Стоял Никодимов в своих сапогах кирзовых, отмытых, правда, и начищенных, в постиранном механизаторском комбинезоне, глядел на идущих за гробом людей. И неожиданно вызрев, билась, толкалась в его голове тоскливая мысль, что смерть секретаря, скоротечно сгоревшего от сухотки спинного мозга (как шепчут рядом старухи), поставила жирный крест. На чём? Да не всё ли равно? До этого жила ещё, теплилась какая-то робкая надежда, а теперь - амба. Будь секретарь живой, может, вспомнил бы он и спросил при встрече того суетливого директора: исполнил ли товарищ Розов, данное ему поручение? И если не исполнил, то почему? А нынче тому директору и отвечать не перед кем. Всё. Планы летние - пылью по ветру. Прости, Тина Родина, забудься дворик шахтёрский. Ей богу, жить не хочется. Сникший Витька криво глянул на плачущих старух и поплёлся в своё общежитие. Горевать.
А в общаге из-за тонких филенчатых дверей в коридор волнами выносит гомон и радостное бренчание гитары. Соседи, видать, отъезд скорый празднуют. Весело им: впереди лето, дом родной, приключения разные. А ему куда податься? Где и кто ждёт его? Хотя, вот Веня Бусин - тоже уральский - зазывал как-то к себе в деревню на Чусовую реку. Божился, что мать его готова принять сироту без всяких там разных препятствий.
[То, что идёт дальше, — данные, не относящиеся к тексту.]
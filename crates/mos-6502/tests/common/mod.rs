//! Shared test host for the integration tests.

#![allow(dead_code)]

use emu_core::{AlarmId, BankWindow, Bus, Clock, SimpleBus};
use mos_6502::{CpuContext, Host, MonitorCheck, Mos6502, Registers, TrapDisposition};

/// Flat 64K machine that records every store and hook call.
pub struct TestHost {
    pub bus: SimpleBus,
    pub ctx: CpuContext,
    pub writes: Vec<(u16, u8)>,
    pub served: Vec<(AlarmId, Clock)>,
    pub monitor_calls: Vec<MonitorCheck>,
    pub watched: Vec<(u16, Option<u8>)>,
    pub trap: Option<fn(&mut Registers) -> TrapDisposition>,
    pub trap_runs: Vec<u32>,
}

impl TestHost {
    pub fn new() -> Self {
        Self {
            bus: SimpleBus::new(),
            ctx: CpuContext::new("test"),
            writes: Vec::new(),
            served: Vec::new(),
            monitor_calls: Vec::new(),
            watched: Vec::new(),
            trap: None,
            trap_runs: Vec::new(),
        }
    }

    pub fn peek(&self, addr: u16) -> u8 {
        self.bus.peek(u32::from(addr))
    }

    pub fn load(&mut self, addr: u16, data: &[u8]) {
        self.bus.load(u32::from(addr), data);
    }

    /// Point a vector at `target`.
    pub fn vector(&mut self, vector: u16, target: u16) {
        self.load(vector, &target.to_le_bytes());
    }
}

impl Bus for TestHost {
    fn read(&mut self, address: u32) -> u8 {
        self.bus.read(address)
    }

    fn write(&mut self, address: u32, value: u8) {
        self.writes.push((address as u16, value));
        self.bus.write(address, value);
    }

    fn bank_window(&self, address: u32) -> Option<BankWindow> {
        self.bus.bank_window(address)
    }

    fn peek(&self, address: u32) -> u8 {
        self.bus.peek(address)
    }
}

impl Host for TestHost {
    fn context(&mut self) -> &mut CpuContext {
        &mut self.ctx
    }

    fn serve_alarm(&mut self, alarm: AlarmId, offset: Clock) {
        self.served.push((alarm, offset));
    }

    fn rom_trap(&mut self, regs: &mut Registers) -> TrapDisposition {
        match self.trap {
            Some(handler) => handler(regs),
            None => TrapDisposition::NotATrap,
        }
    }

    fn run_trap(&mut self, token: u32, regs: &mut Registers) {
        self.trap_runs.push(token);
        regs.a = token as u8;
    }

    fn monitor(&mut self, check: MonitorCheck, _regs: &mut Registers) {
        self.monitor_calls.push(check);
    }

    fn watch_load(&mut self, addr: u32) {
        self.watched.push((addr as u16, None));
    }

    fn watch_store(&mut self, addr: u32, value: u8) {
        self.watched.push((addr as u16, Some(value)));
    }
}

/// Load a program at `origin` and point PC at it.
pub fn setup(origin: u16, program: &[u8]) -> (Mos6502, TestHost) {
    let mut host = TestHost::new();
    host.load(origin, program);
    let mut cpu = Mos6502::new();
    cpu.regs.pc = origin;
    (cpu, host)
}

/// Step once and return the cycles it took.
pub fn step(cpu: &mut Mos6502, host: &mut TestHost) -> Clock {
    let start = host.ctx.clk;
    cpu.step(host);
    host.ctx.clk - start
}
//! Cycle-accurate NMOS 6502/6510 core.
//!
//! The same engine drives a computer's main CPU, its disk drive CPUs and
//! co-processors. Each instance is a [`Mos6502`] plus a [`Host`] that owns
//! the bus, the [`CpuContext`] (clock, interrupts, alarms) and the quirk
//! hooks of that machine.

mod alu;
mod config;
mod context;
mod cpu;
pub mod flags;
mod host;
pub mod interrupt;
mod opcodes;
mod opinfo;
mod registers;
mod snapshot;

pub use config::{CpuConfig, Variant};
pub use context::{CpuContext, MONITOR_BREAK, MONITOR_STEP, MONITOR_WATCH};
pub use cpu::Mos6502;
pub use flags::Status;
pub use host::{Host, JamAction, MonitorCheck, TrapDisposition};
pub use interrupt::{InterruptSnapshot, InterruptSource, InterruptStatus};
pub use opcodes::{Access, DOCUMENTED, Mnemonic, Mode, NMOS, Opcode};
pub use opinfo::OpcodeInfo;
pub use registers::Registers;
pub use snapshot::RegisterSnapshot;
И подработка, ежели нужду имеешь, в деревне тоже есть: железную дорогу совсем недавно недалеко от них проложили, и сезонным рабочим без обмана хорошо платят. А что? Ведь если не на костюм, то на брюки-то с рубахой уж точно собрать можно. Ещё хвастался Бусин будто фильм "Тени исчезают в полдень" совсем рядом с их деревней снимали, и сам "Купи-продай", ну тот самый, что "загремишь под фанфары", на Марьином утёсе с ними фоткался. Врал, наверное, Венька. Но постоять на знаменитой скале - да! - скажешь потом кому, обзавидуются. И, главное, кирзовыми сапогами в той деревне никого не испугаешь. Надо ехать. Витька пощупал шею, на которой - единственная радость - заживал лопнувший чирей, и твёрдо решил: "Поеду".